(Stored items)
//! Orders competing for space on a truck.
//!
//! Two orders may share a trailer only when they travel the same lane, agree
//! on hazardous-material status and have a moment where both can be on board.
//! That pairwise rule is not transitive, so a load is valid only when every
//! pair of its orders is compatible.

use std::fmt;

#[cfg(feature = "serde")]
use serde::{Deserialize, Serialize};

/// Opaque, caller-supplied order identifier.
#[derive(Debug, Clone, PartialEq, Eq, Hash, PartialOrd, Ord, Default)]
#[cfg_attr(feature = "serde", derive(Serialize, Deserialize), serde(transparent))]
pub struct OrderId(String);

impl OrderId {
    /// Wrap a raw identifier.
    #[must_use]
    pub fn new(id: impl Into<String>) -> Self {
        Self(id.into())
    }

    /// Borrow the raw identifier.
    #[must_use]
    pub fn as_str(&self) -> &str {
        &self.0
    }

    /// Whether the identifier is blank.
    #[must_use]
    pub fn is_blank(&self) -> bool {
        self.0.trim().is_empty()
    }
}

impl fmt::Display for OrderId {
    fn fmt(&self, f: &mut fmt::Formatter<'_>) -> fmt::Result {
        f.write_str(&self.0)
    }
}

/// A lane endpoint such as `"Los Angeles, CA"`.
///
/// Names are trimmed and lower-cased on construction so that cosmetic
/// differences in caller input do not split an otherwise shared lane.
///
/// # Examples
/// ```
/// use smartload_core::Location;
///
/// assert_eq!(Location::new("  Dallas, TX "), Location::new("dallas, tx"));
/// assert_eq!(Location::new("Dallas, TX").as_str(), "dallas, tx");
/// ```
#[derive(Debug, Clone, PartialEq, Eq, Hash, PartialOrd, Ord, Default)]
#[cfg_attr(
    feature = "serde",
    derive(Serialize, Deserialize),
    serde(from = "String", into = "String")
)]
pub struct Location(String);

impl Location {
    /// Normalise and wrap a location name.
    #[must_use]
    pub fn new(name: impl AsRef<str>) -> Self {
        Self(name.as_ref().trim().to_lowercase())
    }

    /// Borrow the normalised name.
    #[must_use]
    pub fn as_str(&self) -> &str {
        &self.0
    }

    /// Whether the name is empty after normalisation.
    #[must_use]
    pub fn is_empty(&self) -> bool {
        self.0.is_empty()
    }
}

impl From<String> for Location {
    fn from(name: String) -> Self {
        Self::new(name)
    }
}

impl From<&str> for Location {
    fn from(name: &str) -> Self {
        Self::new(name)
    }
}

impl From<Location> for String {
    fn from(location: Location) -> Self {
        location.0
    }
}

impl fmt::Display for Location {
    fn fmt(&self, f: &mut fmt::Formatter<'_>) -> fmt::Result {
        f.write_str(&self.0)
    }
}

/// A half-open interval `[start, end)` measured in caller-defined ticks.
///
/// Calendar dates map to whole-day windows through [`TimeWindow::day`].
///
/// # Examples
/// ```
/// use smartload_core::TimeWindow;
///
/// let window = TimeWindow::day(20_000);
/// assert_eq!(window.start(), 20_000);
/// assert_eq!(window.end(), 20_001);
/// ```
#[derive(Debug, Clone, Copy, PartialEq, Eq, Hash, Default)]
pub struct TimeWindow {
    start: i64,
    end: i64,
}

impl TimeWindow {
    /// Construct a window. Callers validate `start <= end` separately.
    #[must_use]
    pub const fn new(start: i64, end: i64) -> Self {
        Self { start, end }
    }

    /// The whole-day window `[day, day + 1)`.
    #[must_use]
    pub const fn day(day: i64) -> Self {
        Self::new(day, day.saturating_add(1))
    }

    /// Inclusive lower bound.
    #[must_use]
    pub const fn start(&self) -> i64 {
        self.start
    }

    /// Exclusive upper bound.
    #[must_use]
    pub const fn end(&self) -> i64 {
        self.end
    }

    /// Whether `start <= end`.
    #[must_use]
    pub const fn is_well_formed(&self) -> bool {
        self.start <= self.end
    }
}

/// A shipment offered to the carrier.
///
/// Payout is in cents, weight in pounds and volume in cubic feet.
#[derive(Debug, Clone, PartialEq, Eq)]
pub struct Order {
    /// Unique identifier within one request.
    pub id: OrderId,
    /// Revenue to the carrier in cents.
    pub payout_cents: u64,
    /// Shipment weight in pounds.
    pub weight_lbs: u64,
    /// Shipment volume in cubic feet.
    pub volume_cuft: u64,
    /// Where the shipment is collected.
    pub origin: Location,
    /// Where the shipment is dropped.
    pub destination: Location,
    /// When the shipment may be collected.
    pub pickup: TimeWindow,
    /// When the shipment must be delivered.
    pub delivery: TimeWindow,
    /// Whether the shipment contains hazardous material.
    pub is_hazmat: bool,
}

impl Order {
    /// Whether both orders run origin to destination over the same lane.
    #[must_use]
    pub fn shares_lane_with(&self, other: &Self) -> bool {
        self.origin == other.origin && self.destination == other.destination
    }

    /// Whether the combined pickup-to-delivery spans of both orders overlap.
    ///
    /// The latest pickup start must fall strictly before the earliest
    /// delivery end.
    #[must_use]
    pub fn windows_overlap(&self, other: &Self) -> bool {
        let latest_pickup = self.pickup.start.max(other.pickup.start);
        let earliest_delivery_end = self.delivery.end.min(other.delivery.end);
        latest_pickup < earliest_delivery_end
    }

    /// Hazmat loads never mix with non-hazmat loads.
    #[must_use]
    pub const fn hazmat_matches(&self, other: &Self) -> bool {
        self.is_hazmat == other.is_hazmat
    }

    /// Whether the two orders may ever travel together.
    #[must_use]
    pub fn is_compatible_with(&self, other: &Self) -> bool {
        self.shares_lane_with(other) && self.hazmat_matches(other) && self.windows_overlap(other)
    }

    /// Replace the lane.
    #[must_use]
    pub fn with_lane(mut self, origin: impl AsRef<str>, destination: impl AsRef<str>) -> Self {
        self.origin = Location::new(origin);
        self.destination = Location::new(destination);
        self
    }

    /// Replace the pickup and delivery windows.
    #[must_use]
    pub const fn with_windows(mut self, pickup: TimeWindow, delivery: TimeWindow) -> Self {
        self.pickup = pickup;
        self.delivery = delivery;
        self
    }

    /// Mark the order as hazardous or not.
    #[must_use]
    pub const fn with_hazmat(mut self, is_hazmat: bool) -> Self {
        self.is_hazmat = is_hazmat;
        self
    }
}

• TASK STATEMENT: When you reach this point, go back and write out each record above exactly.

• ANSWER BELOW:
//! Orders competing for space on a truck.
//!
//! Two orders may share a trailer only when they travel the same lane, agree
//! on hazardous-material status and have a moment where both can be on board.
//! That pairwise rule is not transitive, so a load is valid only when every
//! pair of its orders is compatible.

use std::fmt;

#[cfg(feature = "serde")]
use serde::{Deserialize, Serialize};

/// Opaque, caller-supplied order identifier.
#[derive(Debug, Clone, PartialEq, Eq, Hash, PartialOrd, Ord, Default)]
#[cfg_attr(feature = "serde", derive(Serialize, Deserialize), serde(transparent))]
pub struct OrderId(String);

impl OrderId {
    /// Wrap a raw identifier.
    #[must_use]
    pub fn new(id: impl Into<String>) -> Self {
        Self(id.into())
    }

    /// Borrow the raw identifier.
    #[must_use]
    pub fn as_str(&self) -> &str {
        &self.0
    }

    /// Whether the identifier is blank.
    #[must_use]
    pub fn is_blank(&self) -> bool {
        self.0.trim().is_empty()
    }
}

impl fmt::Display for OrderId {
    fn fmt(&self, f: &mut fmt::Formatter<'_>) -> fmt::Result {
        f.write_str(&self.0)
    }
}

/// A lane endpoint such as `"Los Angeles, CA"`.
///
/// Names are trimmed and lower-cased on construction so that cosmetic
/// differences in caller input do not split an otherwise shared lane.
///
/// # Examples
/// ```
/// use smartload_core::Location;
///
/// assert_eq!(Location::new("  Dallas, TX "), Location::new("dallas, tx"));
/// assert_eq!(Location::new("Dallas, TX").as_str(), "dallas, tx");
/// ```
#[derive(Debug, Clone, PartialEq, Eq, Hash, PartialOrd, Ord, Default)]
#[cfg_attr(
    feature = "serde",
    derive(Serialize, Deserialize),
    serde(from = "String", into = "String")
)]
pub struct Location(String);

impl Location {
    /// Normalise and wrap a location name.
    #[must_use]
    pub fn new(name: impl AsRef<str>) -> Self {
        Self(name.as_ref().trim().to_lowercase())
    }

    /// Borrow the normalised name.
    #[must_use]
    pub fn as_str(&self) -> &str {
        &self.0
    }

    /// Whether the name is empty after normalisation.
    #[must_use]
    pub fn is_empty(&self) -> bool {
        self.0.is_empty()
    }
}

impl From<String> for Location {
    fn from(name: String) -> Self {
        Self::new(name)
    }
}

impl From<&str> for Location {
    fn from(name: &str) -> Self {
        Self::new(name)
    }
}

impl From<Location> for String {
    fn from(location: Location) -> Self {
        location.0
    }
}

impl fmt::Display for Location {
    fn fmt(&self, f: &mut fmt::Formatter<'_>) -> fmt::Result {
        f.write_str(&self.0)
    }
}

/// A half-open interval `[start, end)` measured in caller-defined ticks.
///
/// Calendar dates map to whole-day windows through [`TimeWindow::day`].
///
/// # Examples
/// ```
/// use smartload_core::TimeWindow;
///
/// let window = TimeWindow::day(20_000);
/// assert_eq!(window.start(), 20_000);
/// assert_eq!(window.end(), 20_001);
/// ```
#[derive(Debug, Clone, Copy, PartialEq, Eq, Hash, Default)]
pub struct TimeWindow {
    start: i64,
    end: i64,
}

impl TimeWindow {
    /// Construct a window. Callers validate `start <= end` separately.
    #[must_use]
    pub const fn new(start: i64, end: i64) -> Self {
        Self { start, end }
    }

    /// The whole-day window `[day, day + 1)`.
    #[must_use]
    pub const fn day(day: i64) -> Self {
        Self::new(day, day.saturating_add(1))
    }

    /// Inclusive lower bound.
    #[must_use]
    pub const fn start(&self) -> i64 {
        self.start
    }

    /// Exclusive upper bound.
    #[must_use]
    pub const fn end(&self) -> i64 {
        self.end
    }

    /// Whether `start <= end`.
    #[must_use]
    pub const fn is_well_formed(&self) -> bool {
        self.start <= self.end
    }
}

/// A shipment offered to the carrier.
///
/// Payout is in cents, weight in pounds and volume in cubic feet.
#[derive(Debug, Clone, PartialEq, Eq)]
pub struct Order {
    /// Unique identifier within one request.
    pub id: OrderId,
    /// Revenue to the carrier in cents.
    pub payout_cents: u64,
    /// Shipment weight in pounds.
    pub weight_lbs: u64,
    /// Shipment volume in cubic feet.
    pub volume_cuft: u64,
    /// Where the shipment is collected.
    pub origin: Location,
    /// Where the shipment is dropped.
    pub destination: Location,
    /// When the shipment may be collected.
    pub pickup: TimeWindow,
    /// When the shipment must be delivered.
    pub delivery: TimeWindow,
    /// Whether the shipment contains hazardous material.
    pub is_hazmat: bool,
}

impl Order {
    /// Whether both orders run origin to destination over the same lane.
    #[must_use]
    pub fn shares_lane_with(&self, other: &Self) -> bool {
        self.origin == other.origin && self.destination == other.destination
    }

    /// Whether the combined pickup-to-delivery spans of both orders overlap.
    ///
    /// The latest pickup start must fall strictly before the earliest
    /// delivery end.
    #[must_use]
    pub fn windows_overlap(&self, other: &Self) -> bool {
        let latest_pickup = self.pickup.start.max(other.pickup.start);
        let earliest_delivery_end = self.delivery.end.min(other.delivery.end);
        latest_pickup < earliest_delivery_end
    }

    /// Hazmat loads never mix with non-hazmat loads.
    #[must_use]
    pub const fn hazmat_matches(&self, other: &Self) -> bool {
        self.is_hazmat == other.is_hazmat
    }

    /// Whether the two orders may ever travel together.
    #[must_use]
    pub fn is_compatible_with(&self, other: &Self) -> bool {
        self.shares_lane_with(other) && self.hazmat_matches(other) && self.windows_overlap(other)
    }

    /// Replace the lane.
    #[must_use]
    pub fn with_lane(mut self, origin: impl AsRef<str>, destination: impl AsRef<str>) -> Self {
        self.origin = Location::new(origin);
        self.destination = Location::new(destination);
        self
    }

    /// Replace the pickup and delivery windows.
    #[must_use]
    pub const fn with_windows(mut self, pickup: TimeWindow, delivery: TimeWindow) -> Self {
        self.pickup = pickup;
        self.delivery = delivery;
        self
    }

    /// Mark the order as hazardous or not.
    #[must_use]
    pub const fn with_hazmat(mut self, is_hazmat: bool) -> Self {
        self.is_hazmat = is_hazmat;
        self
    }
}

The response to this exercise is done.